[Records for the exercise Boundary: Start]

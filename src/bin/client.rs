//! dialchain client
//!
//! Runs local HTTP and SOCKS5 proxies that dial every target through the
//! configured transport chain:
//! - builds the chain from the `[proxy]` section
//! - optionally tries proxyless (packet-manipulated direct) dials first
//! - relays each client connection until either side finishes

use anyhow::{anyhow, Context, Result};
use clap::Parser;
use dialchain::{
    config::{generate_example_config, Config, LoggingConfig},
    obfuscation::PacketDialer,
    policy::{AttemptHistory, FallbackDialer, ProxylessDialer},
    proxy::{HttpProxyServer, Socks5Server},
    transport::TcpDialer,
    Registry, SharedDialer,
};
use std::sync::Arc;
use tokio_util::sync::CancellationToken;
use tracing::{error, info};
use tracing_subscriber::EnvFilter;

/// dialchain client - local proxy over a composable transport chain
#[derive(Parser, Debug)]
#[command(name = "dialchain-client")]
#[command(about = "Local HTTP/SOCKS5 proxy over a composable transport chain")]
#[command(version)]
struct Args {
    /// Configuration file path
    #[arg(short, long, default_value = "config.toml")]
    config: String,

    /// Write an example configuration to the config path and exit
    #[arg(long)]
    generate_config: bool,

    /// Local HTTP proxy address (overrides config)
    #[arg(long)]
    http: Option<String>,

    /// Local SOCKS5 proxy address (overrides config)
    #[arg(long)]
    socks5: Option<String>,

    /// Log level or filter (overrides config)
    #[arg(short = 'v', long)]
    log_level: Option<String>,
}

fn init_logging(logging: &LoggingConfig, override_level: Option<&str>) {
    let filter = EnvFilter::try_from_default_env()
        .unwrap_or_else(|_| EnvFilter::new(override_level.unwrap_or(&logging.level)));
    let builder = tracing_subscriber::fmt().with_env_filter(filter);
    if logging.format == "compact" {
        builder.compact().init();
    } else {
        builder.init();
    }
}

#[tokio::main]
async fn main() -> Result<()> {
    let args = Args::parse();

    if args.generate_config {
        generate_example_config()
            .save(&args.config)
            .context("Failed to write example configuration")?;
        println!("Example configuration written to {}", args.config);
        return Ok(());
    }

    let config = Config::load(&args.config).context("Failed to load configuration")?;
    init_logging(&config.logging, args.log_level.as_deref());

    info!("dialchain client v{}", dialchain::VERSION);

    let registry = Registry::with_defaults()
        .with_transport(config.client.transport())
        .with_multiplex(config.multiplex.to_mux_config()?);
    let chain = registry
        .build_chain(&config.proxy)
        .context("Failed to build dialer chain")?;
    info!("Proxy: {} via {}", chain.server(), chain.stages().join(" -> "));

    let dialer: SharedDialer = match &config.proxyless {
        Some(proxyless) => {
            let packet = PacketDialer::parse(
                TcpDialer::new(config.client.transport()),
                &proxyless.techniques,
            )
            .context("Invalid [proxyless] techniques")?;
            let history = Arc::new(AttemptHistory::new(config.policy.staleness()));
            info!(
                "Proxyless: {} (retry failed destinations after {}h)",
                proxyless.techniques, config.policy.staleness_hours
            );
            let direct = Arc::new(ProxylessDialer::new(packet, history));
            Arc::new(FallbackDialer::new(direct, Arc::new(chain)))
        }
        None => Arc::new(chain),
    };

    let http_addr = args.http.or(config.client.http_listen.clone());
    let socks5_addr = args.socks5.or(config.client.socks5_listen.clone());
    if http_addr.is_none() && socks5_addr.is_none() {
        return Err(anyhow!("No listener configured: set client.http_listen or client.socks5_listen"));
    }

    let cancel = CancellationToken::new();
    let credentials = config.client.credentials();

    if let Some(addr) = &http_addr {
        let mut server = HttpProxyServer::bind(addr, dialer.clone())
            .await
            .with_context(|| format!("Failed to bind HTTP proxy on {}", addr))?
            .with_cancel(cancel.clone());
        if let Some((user, pass)) = credentials.clone() {
            server = server.with_auth(user, pass);
        }
        if let Some(token) = &config.client.auth_token {
            server = server.with_auth_token(config.client.auth_header.clone(), token.clone());
        }
        tokio::spawn(async move {
            if let Err(e) = server.run().await {
                error!("HTTP proxy error: {}", e);
            }
        });
    }

    if let Some(addr) = &socks5_addr {
        let mut server = Socks5Server::bind(addr, dialer.clone())
            .await
            .with_context(|| format!("Failed to bind SOCKS5 proxy on {}", addr))?
            .with_cancel(cancel.clone());
        if let Some((user, pass)) = credentials {
            server = server.with_auth(user, pass);
        }
        tokio::spawn(async move {
            if let Err(e) = server.run().await {
                error!("SOCKS5 proxy error: {}", e);
            }
        });
    }

    tokio::signal::ctrl_c().await?;
    info!("Shutting down...");
    cancel.cancel();

    Ok(())
}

[Records for the exercise Boundary: End]

> Task description
In your response, reproduce the records exactly, every one.

> Answer space
filename src/bin/client.rs
//! dialchain client
//!
//! Runs local HTTP and SOCKS5 proxies that dial every target through the
//! configured transport chain:
//! - builds the chain from the `[proxy]` section
//! - optionally tries proxyless (packet-manipulated direct) dials first
//! - relays each client connection until either side finishes

use anyhow::{anyhow, Context, Result};
use clap::Parser;
use dialchain::{
    config::{generate_example_config, Config, LoggingConfig},
    obfuscation::PacketDialer,
    policy::{AttemptHistory, FallbackDialer, ProxylessDialer},
    proxy::{HttpProxyServer, Socks5Server},
    transport::TcpDialer,
    Registry, SharedDialer,
};
use std::sync::Arc;
use tokio_util::sync::CancellationToken;
use tracing::{error, info};
use tracing_subscriber::EnvFilter;

/// dialchain client - local proxy over a composable transport chain
#[derive(Parser, Debug)]
#[command(name = "dialchain-client")]
#[command(about = "Local HTTP/SOCKS5 proxy over a composable transport chain")]
#[command(version)]
struct Args {
    /// Configuration file path
    #[arg(short, long, default_value = "config.toml")]
    config: String,

    /// Write an example configuration to the config path and exit
    #[arg(long)]
    generate_config: bool,

    /// Local HTTP proxy address (overrides config)
    #[arg(long)]
    http: Option<String>,

    /// Local SOCKS5 proxy address (overrides config)
    #[arg(long)]
    socks5: Option<String>,

    /// Log level or filter (overrides config)
    #[arg(short = 'v', long)]
    log_level: Option<String>,
}

fn init_logging(logging: &LoggingConfig, override_level: Option<&str>) {
    let filter = EnvFilter::try_from_default_env()
        .unwrap_or_else(|_| EnvFilter::new(override_level.unwrap_or(&logging.level)));
    let builder = tracing_subscriber::fmt().with_env_filter(filter);
    if logging.format == "compact" {
        builder.compact().init();
    } else {
        builder.init();
    }
}

#[tokio::main]
async fn main() -> Result<()> {
    let args = Args::parse();

    if args.generate_config {
        generate_example_config()
            .save(&args.config)
            .context("Failed to write example configuration")?;
        println!("Example configuration written to {}", args.config);
        return Ok(());
    }

    let config = Config::load(&args.config).context("Failed to load configuration")?;
    init_logging(&config.logging, args.log_level.as_deref());

    info!("dialchain client v{}", dialchain::VERSION);

    let registry = Registry::with_defaults()
        .with_transport(config.client.transport())
        .with_multiplex(config.multiplex.to_mux_config()?);
    let chain = registry
        .build_chain(&config.proxy)
        .context("Failed to build dialer chain")?;
    info!("Proxy: {} via {}", chain.server(), chain.stages().join(" -> "));

    let dialer: SharedDialer = match &config.proxyless {
        Some(proxyless) => {
            let packet = PacketDialer::parse(
                TcpDialer::new(config.client.transport()),
                &proxyless.techniques,
            )
            .context("Invalid [proxyless] techniques")?;
            let history = Arc::new(AttemptHistory::new(config.policy.staleness()));
            info!(
                "Proxyless: {} (retry failed destinations after {}h)",
                proxyless.techniques, config.policy.staleness_hours
            );
            let direct = Arc::new(ProxylessDialer::new(packet, history));
            Arc::new(FallbackDialer::new(direct, Arc::new(chain)))
        }
        None => Arc::new(chain),
    };

    let http_addr = args.http.or(config.client.http_listen.clone());
    let socks5_addr = args.socks5.or(config.client.socks5_listen.clone());
    if http_addr.is_none() && socks5_addr.is_none() {
        return Err(anyhow!("No listener configured: set client.http_listen or client.socks5_listen"));
    }

    let cancel = CancellationToken::new();
    let credentials = config.client.credentials();

    if let Some(addr) = &http_addr {
        let mut server = HttpProxyServer::bind(addr, dialer.clone())
            .await
            .with_context(|| format!("Failed to bind HTTP proxy on {}", addr))?
            .with_cancel(cancel.clone());
        if let Some((user, pass)) = credentials.clone() {
            server = server.with_auth(user, pass);
        }
        if let Some(token) = &config.client.auth_token {
            server = server.with_auth_token(config.client.auth_header.clone(), token.clone());
        }
        tokio::spawn(async move {
            if let Err(e) = server.run().await {
                error!("HTTP proxy error: {}", e);
            }
        });
    }

    if let Some(addr) = &socks5_addr {
        let mut server = Socks5Server::bind(addr, dialer.clone())
            .await
            .with_context(|| format!("Failed to bind SOCKS5 proxy on {}", addr))?
            .with_cancel(cancel.clone());
        if let Some((user, pass)) = credentials {
            server = server.with_auth(user, pass);
        }
        tokio::spawn(async move {
            if let Err(e) = server.run().await {
                error!("SOCKS5 proxy error: {}", e);
            }
        });
    }

    tokio::signal::ctrl_c().await?;
    info!("Shutting down...");
    cancel.cancel();

    Ok(())
}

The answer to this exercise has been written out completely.